Note regarding certain references in this Quarterly Report on Form 10-Q
Unless otherwise stated or the context indicates otherwise, all references herein to “Apellis,” “Apellis Pharmaceuticals, Inc.,” “we,” “us,” “our,” “our company,” “the Company” and similar references refer to Apellis Pharmaceuticals, Inc. and its wholly owned subsidiaries.
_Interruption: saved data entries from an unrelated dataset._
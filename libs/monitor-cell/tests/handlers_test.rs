use std::sync::Arc;

use axum::{
    body::{to_bytes, Body},
    http::{Request, StatusCode},
    Router,
};
use mockall::predicate::eq;
use serde_json::{json, Value};
use tower::ServiceExt;

use monitor_cell::router::monitor_routes;
use shared_kuma::{KumaError, MockKumaApi};
use shared_utils::test_utils::{JwtTestUtils, MockKumaResponses, TestConfig, TestUser};

fn app(kuma: MockKumaApi) -> (Router, String) {
    let config = TestConfig::default();
    let router = monitor_routes(config.to_state(Arc::new(kuma)));
    (router, config.bearer())
}

fn request(method: &str, uri: &str, auth: &str, body: Option<Value>) -> Request<Body> {
    let builder = Request::builder()
        .method(method)
        .uri(uri)
        .header("Authorization", auth)
        .header("content-type", "application/json");

    match body {
        Some(body) => builder.body(Body::from(body.to_string())).unwrap(),
        None => builder.body(Body::empty()).unwrap(),
    }
}

async fn json_body(response: axum::response::Response) -> Value {
    let bytes = to_bytes(response.into_body(), usize::MAX).await.unwrap();
    serde_json::from_slice(&bytes).unwrap()
}

#[tokio::test]
async fn test_requests_without_token_are_rejected() {
    let (router, _) = app(MockKumaApi::new());

    let response = router
        .oneshot(Request::builder().uri("/").body(Body::empty()).unwrap())
        .await
        .unwrap();

    assert_eq!(response.status(), StatusCode::UNAUTHORIZED);
}

#[tokio::test]
async fn test_expired_token_rejected() {
    let config = TestConfig::default();
    let router = monitor_routes(config.to_state(Arc::new(MockKumaApi::new())));
    let token = JwtTestUtils::create_expired_token(&TestUser::default(), &config.jwt_secret);

    let response = router
        .oneshot(request("GET", "/", &format!("Bearer {}", token), None))
        .await
        .unwrap();

    assert_eq!(response.status(), StatusCode::UNAUTHORIZED);
}

#[tokio::test]
async fn test_list_monitors() {
    let mut kuma = MockKumaApi::new();
    kuma.expect_list_monitors().returning(|| {
        Ok(vec![
            MockKumaResponses::monitor(1, "http"),
            MockKumaResponses::monitor(2, "ping"),
        ])
    });
    let (router, auth) = app(kuma);

    let response = router.oneshot(request("GET", "/", &auth, None)).await.unwrap();

    assert_eq!(response.status(), StatusCode::OK);
    let body = json_body(response).await;
    assert_eq!(body["monitors"].as_array().unwrap().len(), 2);
}

#[tokio::test]
async fn test_create_invalid_monitor_never_reaches_engine() {
    let (router, auth) = app(MockKumaApi::new());

    let response = router
        .oneshot(request(
            "POST",
            "/",
            &auth,
            Some(json!({ "type": "http", "name": "web", "url": "https://example.com", "interval": 0 })),
        ))
        .await
        .unwrap();

    assert_eq!(response.status(), StatusCode::UNPROCESSABLE_ENTITY);
    let body = json_body(response).await;
    assert_eq!(body["fields"][0]["field"], "interval");
}

#[tokio::test]
async fn test_create_monitor_returns_normalized_entity() {
    let mut kuma = MockKumaApi::new();
    kuma.expect_add_monitor()
        .withf(|config| {
            config.get("url") == Some(&json!("https://example.com"))
                && config.get("maxredirects") == Some(&json!(10))
                && !config.contains_key("hostname")
        })
        .times(1)
        .returning(|_| Ok(MockKumaResponses::added("monitorID", 17)));
    let (router, auth) = app(kuma);

    let response = router
        .oneshot(request(
            "POST",
            "/",
            &auth,
            Some(json!({
                "type": "http",
                "name": "web",
                "url": "https://example.com",
                "hostname": "inert.example.com"
            })),
        ))
        .await
        .unwrap();

    assert_eq!(response.status(), StatusCode::OK);
    let body = json_body(response).await;
    assert_eq!(body["monitorID"], 17);
    assert_eq!(body["monitor"]["type"], "http");
    assert_eq!(body["monitor"]["interval"], 60);
}

#[tokio::test]
async fn test_patch_echoes_supplied_fields_only() {
    let mut kuma = MockKumaApi::new();
    kuma.expect_edit_monitor()
        .withf(|id, changes| *id == 4 && Value::Object(changes.clone()) == json!({ "name": "new" }))
        .times(1)
        .returning(|_, _| Ok(MockKumaResponses::message("Saved.")));
    let (router, auth) = app(kuma);

    let response = router
        .oneshot(request("PATCH", "/4", &auth, Some(json!({ "name": "new" }))))
        .await
        .unwrap();

    assert_eq!(response.status(), StatusCode::OK);
    let body = json_body(response).await;
    assert_eq!(body["monitor"], json!({ "name": "new" }));
    assert_eq!(body["msg"], "Saved.");
}

#[tokio::test]
async fn test_patch_checked_against_stored_type() {
    let mut kuma = MockKumaApi::new();
    kuma.expect_get_monitor()
        .with(eq(9))
        .returning(|id| Ok(MockKumaResponses::monitor(id, "port")));
    let (router, auth) = app(kuma);

    let response = router
        .oneshot(request("PATCH", "/9", &auth, Some(json!({ "port": 0 }))))
        .await
        .unwrap();

    assert_eq!(response.status(), StatusCode::UNPROCESSABLE_ENTITY);
    let body = json_body(response).await;
    assert_eq!(body["fields"][0]["field"], "port");
}

#[tokio::test]
async fn test_type_change_requires_new_type_keys() {
    let mut kuma = MockKumaApi::new();
    kuma.expect_get_monitor()
        .with(eq(9))
        .returning(|id| Ok(MockKumaResponses::monitor(id, "http")));
    kuma.expect_edit_monitor().never();
    let (router, auth) = app(kuma);

    let response = router
        .oneshot(request("PATCH", "/9", &auth, Some(json!({ "type": "keyword" }))))
        .await
        .unwrap();

    assert_eq!(response.status(), StatusCode::UNPROCESSABLE_ENTITY);
    let body = json_body(response).await;
    assert_eq!(body["fields"], json!([{
        "field": "keyword",
        "message": "is required when changing the type to 'keyword'"
    }]));
}

#[tokio::test]
async fn test_type_change_uses_stored_keys() {
    let mut kuma = MockKumaApi::new();
    kuma.expect_get_monitor()
        .with(eq(9))
        .returning(|id| Ok(MockKumaResponses::monitor(id, "http")));
    kuma.expect_edit_monitor()
        .withf(|id, changes| *id == 9 && Value::Object(changes.clone()) == json!({ "type": "port" }))
        .returning(|_, _| Ok(MockKumaResponses::message("Saved.")));
    let (router, auth) = app(kuma);

    let response = router
        .oneshot(request("PATCH", "/9", &auth, Some(json!({ "type": "PORT" }))))
        .await
        .unwrap();

    assert_eq!(response.status(), StatusCode::OK);
    let body = json_body(response).await;
    assert_eq!(body["monitor"], json!({ "type": "port" }));
}

#[tokio::test]
async fn test_get_unknown_monitor_is_not_found() {
    let mut kuma = MockKumaApi::new();
    kuma.expect_get_monitor()
        .returning(|_| Err(KumaError::NotFound("Monitor not found".into())));
    let (router, auth) = app(kuma);

    let response = router.oneshot(request("GET", "/77", &auth, None)).await.unwrap();

    assert_eq!(response.status(), StatusCode::NOT_FOUND);
    let body = json_body(response).await;
    assert_eq!(body["entity"], "monitor");
    assert_eq!(body["id"], "77");
}

#[tokio::test]
async fn test_delete_is_idempotent() {
    let mut kuma = MockKumaApi::new();
    kuma.expect_delete_monitor()
        .with(eq(12))
        .returning(|_| Err(KumaError::NotFound("Monitor not found".into())));
    let (router, auth) = app(kuma);

    let response = router.oneshot(request("DELETE", "/12", &auth, None)).await.unwrap();

    assert_eq!(response.status(), StatusCode::OK);
    assert_eq!(json_body(response).await["msg"], "Deleted Successfully.");
}

#[tokio::test]
async fn test_upstream_failure_detail_is_hidden() {
    let mut kuma = MockKumaApi::new();
    kuma.expect_pause_monitor()
        .returning(|_| Err(KumaError::Failure("SQLITE_BUSY: database is locked".into())));
    let (router, auth) = app(kuma);

    let response = router.oneshot(request("POST", "/3/pause", &auth, None)).await.unwrap();

    assert_eq!(response.status(), StatusCode::BAD_GATEWAY);
    let body = json_body(response).await;
    assert!(!body.to_string().contains("SQLITE"));
}

#[tokio::test]
async fn test_add_tag_defaults_value() {
    let mut kuma = MockKumaApi::new();
    kuma.expect_add_monitor_tag()
        .with(eq(3), eq(8), eq(String::new()))
        .times(1)
        .returning(|_, _, _| Ok(MockKumaResponses::message("Added Successfully.")));
    let (router, auth) = app(kuma);

    let response = router
        .oneshot(request("POST", "/3/tag", &auth, Some(json!({ "tag_id": 8 }))))
        .await
        .unwrap();

    assert_eq!(response.status(), StatusCode::OK);
}

#[tokio::test]
async fn test_cert_for_monitor_without_data_is_not_found() {
    let mut kuma = MockKumaApi::new();
    kuma.expect_cert_info()
        .returning(|| Ok([(1, MockKumaResponses::cert(30))].into_iter().collect()));
    let (router, auth) = app(kuma);

    let response = router.oneshot(request("GET", "/2/cert", &auth, None)).await.unwrap();

    assert_eq!(response.status(), StatusCode::NOT_FOUND);
}

#[tokio::test]
async fn test_dashboard_route_reports_partial_failure() {
    let mut kuma = MockKumaApi::new();
    kuma.expect_get_monitor()
        .returning(|id| Ok(MockKumaResponses::monitor(id, "http")));
    kuma.expect_avg_response_times()
        .returning(|| Ok([(5, 42.0)].into_iter().collect()));
    kuma.expect_uptimes()
        .returning(|| Err(KumaError::Transport("timeout".into())));
    kuma.expect_get_monitor_beats()
        .with(eq(5), eq(6))
        .returning(|_, _| Ok(Vec::new()));
    kuma.expect_cert_info()
        .returning(|| Ok(Default::default()));
    let (router, auth) = app(kuma);

    let response = router
        .oneshot(request("GET", "/5/dashboard?heartbeat_hours=6", &auth, None))
        .await
        .unwrap();

    assert_eq!(response.status(), StatusCode::OK);
    let body = json_body(response).await;
    assert_eq!(body["avgResponseTime"], 42.0);
    assert_eq!(body["uptimes"], json!({ "24": null, "720": null }));
    assert_eq!(body["failures"][0]["source"], "uptimes");
}

#[tokio::test]
async fn test_negative_hours_name_the_parameter() {
    let (router, auth) = app(MockKumaApi::new());

    let response = router
        .oneshot(request("GET", "/5/beats?hours=-1", &auth, None))
        .await
        .unwrap();

    assert_eq!(response.status(), StatusCode::UNPROCESSABLE_ENTITY);
    let body = json_body(response).await;
    assert_eq!(body["fields"][0]["field"], "hours");
}

#[tokio::test]
async fn test_unparsable_query_is_invalid_input() {
    let (router, auth) = app(MockKumaApi::new());

    let response = router
        .oneshot(request("GET", "/5/dashboard?heartbeat_hours=soon", &auth, None))
        .await
        .unwrap();

    assert_eq!(response.status(), StatusCode::UNPROCESSABLE_ENTITY);
    let body = json_body(response).await;
    assert_eq!(body["fields"][0]["field"], "query");
}

#[tokio::test]
async fn test_non_json_body_is_invalid_input() {
    let (router, auth) = app(MockKumaApi::new());

    let response = router
        .oneshot(
            Request::builder()
                .method("POST")
                .uri("/")
                .header("Authorization", &auth)
                .header("content-type", "application/json")
                .body(Body::from("type=http&name=web"))
                .unwrap(),
        )
        .await
        .unwrap();

    assert_eq!(response.status(), StatusCode::UNPROCESSABLE_ENTITY);
    let body = json_body(response).await;
    assert_eq!(body["fields"][0]["field"], "body");
    assert_eq!(body["fields"][0]["message"], "is not valid JSON");
}

#[tokio::test]
async fn test_non_numeric_id_is_invalid_input() {
    let (router, auth) = app(MockKumaApi::new());

    let response = router.oneshot(request("GET", "/web", &auth, None)).await.unwrap();

    assert_eq!(response.status(), StatusCode::UNPROCESSABLE_ENTITY);
    let body = json_body(response).await;
    assert_eq!(body["fields"][0]["field"], "path");
}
In addition, unless otherwise stated or the context indicates otherwise, all references in this Quarterly Report on Form 10-Q to “EMPAVELI (pegcetacoplan)” and “EMPAVELI” refer to pegcetacoplan in the context of the commercially available product in the United States for the treatment of adults with paroxysmal nocturnal hemoglobinuria, or PNH, and references to Aspaveli refer to systemic pegcetacoplan in the context of the commercially available product in the European Union for the treatment of adults with PNH who are anemic after treatment with a C5 inhibitor for at least three months, in each case, as more fully described herein. Unless otherwise stated or the context indicates otherwise, all references in this Quarterly Report on Form 10-Q to “SYFOVRE (pegcetacoplan injection)” and “SYFOVRE” refer to intravitreal pegcetacoplan in the context of the commercially available product for which we received approval from the United States Food and Drug Administration in February 2023 for the treatment of geographic atrophy secondary to age-related macular degeneration. Unless otherwise stated or the context indicates otherwise, all references herein to “pegcetacoplan” refer to pegcetacoplan in the context of the product candidate for which we are exploring further applications and indications, as more fully described herein. The other trademarks, trade names and service marks appearing in this Quarterly Report on Form 10-Q are the property of their respective owners.
2
PART I—FINANCIAL INFORMATION
Item 1. Financial Statements.
APELLIS PHARMACEUTICALS, INC.
CONDENSED CONSOLIDATED BALANCE SHEETS
(Unaudited)
(Amounts in thousands, except per share amounts)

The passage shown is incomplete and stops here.